Not on view
This panel from the Northwest Palace at Nimrud (ancient Kalhu) depicts a winged supernatural figure. Such figures appear throughout the palace, sometimes flanking either the figure of the Assyrian king or a stylized "sacred tree." The reliefs were painted, but today almost none of the original pigment survives. However, the reliefs themselves retain incredible detail, including intricate incised designs on many of the figures’ clothing.
In most rooms of Nimrud’s Northwest Palace, the reliefs showing magical figures had a single, overlifesize pictorial register, with the "Standard Inscription" in the center cutting across the imagery. The relief shown here, however, is at half-height because it comes from a room in which two registers of imagery were separated by a central band containing the inscription. It is not clear why the design is different in these rooms, although their position in the palace suggests they had special ritual significance. One theory is that the reliefs were divided in order to multiply the number of magical protective images in these special spaces; another theory is that, because of their importance, these rooms were decorated first and the artistic plan subsequently changed. The stone of the reliefs in these rooms often has a more translucent and mottled appearance than in other parts of the palace, although whether this distinction was the result of deliberate selection or a chance consequence of quarrying and shipments is unclear.
The figure depicted on the panel is eagle-headed and faces right, holding in his left hand a bucket and in his right hand a cone whose exact nature is unclear. One suggestion has been that the gesture, sometimes performed by figures flanking a sacred tree, is symbolic of fertilization: the "cone" resembles the male date spathe used by Mesopotamian farmers, with water, to artificially fertilize female date-palm trees. It does seem likely that the cone was supposed to hold and dispense water from the bucket in this way, but it is described in Akkadian as a "purifier," and the fact that figures performing this gesture are also shown flanking the king suggests that some purifying or protective meaning is present. The figure is richly dressed, with jewelry including a collar whose front bead appears pomegranate-shaped, a further collar with pendant tassels, armlets, and bracelets. Although we cannot know how these elements were originally painted, excavated parallels include elaborate jewelry in gold, inlaid with semi-precious stones. The figure carries two knives, tucked into a belt with their handles visible at chest level.
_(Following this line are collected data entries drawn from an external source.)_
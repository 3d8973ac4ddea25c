//! Generation-debt scheduler.
//!
//! The scheduler integrates elapsed time multiplied by the effective rate into
//! a pool of owed generations ("debt"), hands out a bounded number of steps per
//! tick, and learns the real cost of a generation from what the driver reports
//! back. Both transitions are pure: they take a state by value and return the
//! next one, so the driver owns the only authoritative copy.
//!
//! ```rust
//! use decay_playback::core::scheduler::{plan_tick, settle_after_process, SchedulerState};
//!
//! let state = SchedulerState::new(100.0);
//! let plan = plan_tick(state, 1000.0, 1.0, 10);
//! assert_eq!(plan.steps_to_run, 1);
//!
//! let next = settle_after_process(plan.scheduler, 1, 50.0);
//! assert!((next.avg_generation_cost_ms - 90.0).abs() < 1e-9);
//! assert_eq!(next.generation_debt, 0.0);
//! ```

use serde::{Deserialize, Serialize};

use super::rate_policy::{
    compute_effective_gen_per_sec, sanitize_cost, sanitize_rate, RatePolicyInput,
    MIN_GENERATION_COST_MS,
};

/// Default weight given to the newest cost sample in the moving average.
pub const DEFAULT_COST_SAMPLE_WEIGHT: f64 = 0.2;

/// Resident scheduler state, threaded through `plan_tick` and `settle_after_process`.
#[derive(Debug, Clone, Copy, PartialEq, Serialize, Deserialize)]
pub struct SchedulerState {
    /// Fractional generations owed to the driver. Never negative.
    pub generation_debt: f64,
    /// Smoothed cost of one generation in milliseconds. Never below 1.
    pub avg_generation_cost_ms: f64,
}

impl SchedulerState {
    /// Create a state with no debt, seeding the cost estimate from a nominal
    /// tick duration so the first tick does not assume free processing.
    #[must_use]
    pub fn new(nominal_cost_ms: f64) -> Self {
        Self {
            generation_debt: 0.0,
            avg_generation_cost_ms: sanitize_cost(nominal_cost_ms),
        }
    }
}

/// Result of planning one tick.
#[derive(Debug, Clone, Copy, PartialEq, Serialize, Deserialize)]
pub struct SchedulerPlan {
    /// Throughput-clamped rate used for this tick.
    pub effective_gen_per_sec: f64,
    /// Generations the driver may attempt this tick.
    pub steps_to_run: u32,
    /// State to keep until the tick is settled.
    pub scheduler: SchedulerState,
}

/// Upper bound on how much debt may accumulate between ticks.
#[derive(Debug, Clone, Copy, PartialEq, Default, Serialize, Deserialize)]
#[serde(rename_all = "snake_case", tag = "kind", content = "value")]
pub enum DebtCap {
    /// `max(batch, target_gen_per_sec)`: one second of requested playback, or
    /// one full batch when the target is slower than that.
    #[default]
    BatchOrTarget,
    /// Fixed ceiling in generations; never below one batch.
    Fixed(f64),
}

impl DebtCap {
    fn limit(self, batch: u32, target_gen_per_sec: f64) -> f64 {
        let batch = f64::from(batch);
        match self {
            Self::BatchOrTarget => {
                let target = if target_gen_per_sec.is_finite() {
                    target_gen_per_sec
                } else {
                    0.0
                };
                batch.max(target)
            }
            Self::Fixed(limit) if limit.is_finite() => batch.max(limit),
            Self::Fixed(_) => batch,
        }
    }
}

/// Tunable scheduler policy.
#[derive(Debug, Clone, Copy, PartialEq, Serialize, Deserialize)]
pub struct SchedulerTuning {
    /// Debt accumulation ceiling.
    #[serde(default)]
    pub debt_cap: DebtCap,
    /// Weight of the newest per-generation cost sample, in `(0, 1]`.
    #[serde(default = "default_cost_sample_weight")]
    pub cost_sample_weight: f64,
}

const fn default_cost_sample_weight() -> f64 {
    DEFAULT_COST_SAMPLE_WEIGHT
}

impl Default for SchedulerTuning {
    fn default() -> Self {
        Self {
            debt_cap: DebtCap::default(),
            cost_sample_weight: DEFAULT_COST_SAMPLE_WEIGHT,
        }
    }
}

impl SchedulerTuning {
    /// Validate tuning values.
    pub fn validate(&self) -> Result<(), String> {
        if !(self.cost_sample_weight > 0.0 && self.cost_sample_weight <= 1.0) {
            return Err("cost_sample_weight must be in (0, 1]".into());
        }
        if let DebtCap::Fixed(limit) = self.debt_cap {
            if !limit.is_finite() || limit < 1.0 {
                return Err("fixed debt cap must be a finite value >= 1".into());
            }
        }
        Ok(())
    }

    fn sample_weight(&self) -> f64 {
        if self.cost_sample_weight > 0.0 && self.cost_sample_weight <= 1.0 {
            self.cost_sample_weight
        } else {
            DEFAULT_COST_SAMPLE_WEIGHT
        }
    }

    /// Plan a tick under this tuning. See [`plan_tick`].
    #[must_use]
    pub fn plan_tick(
        &self,
        scheduler: SchedulerState,
        delta_ms: f64,
        target_gen_per_sec: f64,
        batch: u32,
    ) -> SchedulerPlan {
        let safe_batch = batch.max(1);
        let safe_delta_ms = if delta_ms.is_finite() { delta_ms.max(0.0) } else { 0.0 };
        let safe_target = sanitize_rate(target_gen_per_sec);

        let effective_gen_per_sec = compute_effective_gen_per_sec(RatePolicyInput {
            target_gen_per_sec: safe_target,
            avg_generation_cost_ms: scheduler.avg_generation_cost_ms,
        });

        let raw_debt = scheduler.generation_debt.max(0.0)
            + (safe_delta_ms / 1000.0) * effective_gen_per_sec;
        let generation_debt = raw_debt.min(self.debt_cap.limit(safe_batch, safe_target));
        let steps_to_run = whole_steps(generation_debt).min(safe_batch);

        SchedulerPlan {
            effective_gen_per_sec,
            steps_to_run,
            scheduler: SchedulerState {
                generation_debt,
                ..scheduler
            },
        }
    }

    /// Settle a tick under this tuning. See [`settle_after_process`].
    #[must_use]
    pub fn settle_after_process(
        &self,
        scheduler: SchedulerState,
        processed: u32,
        tick_cost_ms: f64,
    ) -> SchedulerState {
        if processed == 0 {
            return scheduler;
        }

        let processed = f64::from(processed);
        let generation_debt = (scheduler.generation_debt - processed).max(0.0);
        let safe_tick_cost = if tick_cost_ms.is_finite() { tick_cost_ms } else { 0.0 };
        let generation_cost_ms = (safe_tick_cost / processed).max(MIN_GENERATION_COST_MS);
        let weight = self.sample_weight();
        let avg_generation_cost_ms =
            scheduler.avg_generation_cost_ms * (1.0 - weight) + generation_cost_ms * weight;

        SchedulerState {
            generation_debt,
            avg_generation_cost_ms,
        }
    }
}

#[allow(clippy::cast_possible_truncation, clippy::cast_sign_loss)]
fn whole_steps(debt: f64) -> u32 {
    // debt is finite and non-negative here; the cast saturates anyway
    debt.floor() as u32
}

/// Accumulate debt for `delta_ms` of elapsed time and decide how many
/// generations to run, using the default tuning.
///
/// `batch` is a hard ceiling on `steps_to_run`; negative or non-finite
/// `delta_ms` counts as zero. Only the debt field of the returned state
/// changes.
#[must_use]
pub fn plan_tick(
    scheduler: SchedulerState,
    delta_ms: f64,
    target_gen_per_sec: f64,
    batch: u32,
) -> SchedulerPlan {
    SchedulerTuning::default().plan_tick(scheduler, delta_ms, target_gen_per_sec, batch)
}

/// Pay down debt for `processed` generations and fold the observed
/// per-generation cost into the moving average (80/20).
///
/// A tick that processed nothing returns the state unchanged.
#[must_use]
pub fn settle_after_process(
    scheduler: SchedulerState,
    processed: u32,
    tick_cost_ms: f64,
) -> SchedulerState {
    SchedulerTuning::default().settle_after_process(scheduler, processed, tick_cost_ms)
}
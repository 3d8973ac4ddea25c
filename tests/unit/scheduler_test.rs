//! Randomized invariant checks for the rate policy and scheduler

use decay_playback::core::{
    compute_effective_gen_per_sec, plan_tick, settle_after_process, DebtCap, RatePolicyInput,
    SchedulerState, SchedulerTuning,
};
use rand::rngs::StdRng;
use rand::{Rng, SeedableRng};

const ROUNDS: usize = 2_000;
const EPS: f64 = 1e-9;

#[test]
fn test_effective_rate_never_exceeds_request_or_capacity() {
    let mut rng = StdRng::seed_from_u64(0x5eed);
    for _ in 0..ROUNDS {
        let target = rng.random_range(0.0..1_000.0);
        let cost = rng.random_range(0.0..5_000.0);
        let rate = compute_effective_gen_per_sec(RatePolicyInput {
            target_gen_per_sec: target,
            avg_generation_cost_ms: cost,
        });
        assert!(rate.is_finite());
        assert!(rate >= 0.0);
        assert!(rate <= target + EPS);
        assert!(rate <= 1000.0 / f64::max(cost, 1.0) + EPS);
    }
}

#[test]
fn test_plan_respects_batch_and_cap() {
    let mut rng = StdRng::seed_from_u64(42);
    let mut state = SchedulerState::new(120.0);
    for _ in 0..ROUNDS {
        let delta_ms = rng.random_range(0.0..3_000.0);
        let target = rng.random_range(0.0..200.0);
        let batch = rng.random_range(1..=16_u32);

        let plan = plan_tick(state, delta_ms, target, batch);
        let debt = plan.scheduler.generation_debt;
        assert!(debt >= 0.0);
        assert!(debt <= f64::from(batch).max(target) + EPS);
        assert!(plan.steps_to_run <= batch);
        assert!(f64::from(plan.steps_to_run) <= debt + EPS);
        assert_eq!(
            plan.scheduler.avg_generation_cost_ms,
            state.avg_generation_cost_ms
        );

        let processed = rng.random_range(0..=plan.steps_to_run);
        let tick_cost = rng.random_range(0.0..400.0);
        let next = settle_after_process(plan.scheduler, processed, tick_cost);
        assert!(next.generation_debt >= 0.0);
        assert!(next.avg_generation_cost_ms >= 1.0);
        assert!(
            (next.generation_debt - (debt - f64::from(processed))).abs() < EPS,
            "debt must drop by exactly the generations processed"
        );
        state = next;
    }
}

#[test]
fn test_long_run_rate_tracks_target_when_cheap() {
    // 60 fps ticks at 10 gen/s with 2 ms generations: 600 generations in a minute.
    let mut state = SchedulerState::new(2.0);
    let mut total = 0_u32;
    for _ in 0..3_600 {
        let plan = plan_tick(state, 1000.0 / 60.0, 10.0, 4);
        total += plan.steps_to_run;
        state = settle_after_process(plan.scheduler, plan.steps_to_run, 2.0 * f64::from(plan.steps_to_run));
    }
    assert!((599..=600).contains(&total), "ran {total} generations");
}

#[test]
fn test_slow_processor_degrades_rate() {
    // Each generation costs 250 ms, so at most 4 gen/s regardless of a 20 gen/s target.
    let mut state = SchedulerState::new(250.0);
    let mut total = 0_u32;
    for _ in 0..40 {
        let plan = plan_tick(state, 250.0, 20.0, 8);
        assert!(plan.effective_gen_per_sec <= 4.0 + EPS);
        total += plan.steps_to_run;
        state = settle_after_process(plan.scheduler, plan.steps_to_run, 250.0 * f64::from(plan.steps_to_run));
    }
    // 10 seconds of wall time at 4 gen/s.
    assert!((39..=40).contains(&total), "ran {total} generations");
}

#[test]
fn test_fixed_cap_bounds_catch_up() {
    let tuning = SchedulerTuning {
        debt_cap: DebtCap::Fixed(3.0),
        ..SchedulerTuning::default()
    };
    let plan = tuning.plan_tick(SchedulerState::new(1.0), 60_000.0, 100.0, 2);
    assert_eq!(plan.scheduler.generation_debt, 3.0);
    assert_eq!(plan.steps_to_run, 2);
}
//! Wall-clock helpers.

use std::time::{SystemTime, UNIX_EPOCH};

/// Milliseconds since the Unix epoch; zero if the system clock is before it.
#[must_use]
pub fn now_ms() -> u128 {
    SystemTime::now()
        .duration_since(UNIX_EPOCH)
        .map(|d| d.as_millis())
        .unwrap_or(0)
}

/// [`now_ms`] narrowed to `u64`, saturating.
#[must_use]
pub fn now_ms_u64() -> u64 {
    u64::try_from(now_ms()).unwrap_or(u64::MAX)
}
The figures are supernatural but do not represent any of the great gods. Rather, they are part of the vast supernatural population that for ancient Mesopotamians animated every aspect of the world. They appear as either eagle-headed or human-headed and wear a horned crown to indicate divinity. Both types of figure usually have wings. Because of their resemblance to groups of figurines buried under doorways for protection whose identities are known through ritual texts, it has been suggested that the figures in the palace reliefs represent the apkallu, wise sages from the distant past. This may indeed be one level of their symbolism, but protective figures of this kind are likely to have held multiple meanings and mythological connections.
Figures such as these continued to be depicted in later Assyrian palaces, though less frequently. Only in the Northwest Palace do they form such a dominant feature of the relief program. Also unique to the Northwest Palace is the so-called Standard Inscription that ran across the middle of every relief, often cutting across the imagery. The inscription, carved in cuneiform script and written in the Assyrian dialect of the Akkadian language, lists the achievements of Ashurnasirpal II (r. 883–859 B.C.), the builder of the palace. After giving his ancestry and royal titles, the Standard Inscription describes Ashurnasirpal’s successful military campaigns to east and west and his building works at Nimrud, most importantly the construction of the palace itself. The inscription is thought to have had a magical function, contributing to the divine protection of the king and the palace.